Start of Dataset records

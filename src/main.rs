use clap::Parser;
use lang_trends::api::Error;
use lang_trends_app::Args;

#[tokio::main]
async fn main() -> Result<(), Error> {
    dotenv::dotenv().ok();
    let args = Args::parse();

    let results = lang_trends_app::collect_language_trends(args).await?;

    for (year, ranking) in &results {
        println!("{}", year);
        for ranked in ranking {
            println!("\t{}", ranked);
        }
    }

    Ok(())
}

End of Dataset records

> [Directions]
Copy out the full listing so that each line matches exactly.

> [Written solution]
filename src/main.rs
use clap::Parser;
use lang_trends::api::Error;
use lang_trends_app::Args;

#[tokio::main]
async fn main() -> Result<(), Error> {
    dotenv::dotenv().ok();
    let args = Args::parse();

    let results = lang_trends_app::collect_language_trends(args).await?;

    for (year, ranking) in &results {
        println!("{}", year);
        for ranked in ranking {
            println!("\t{}", ranked);
        }
    }

    Ok(())
}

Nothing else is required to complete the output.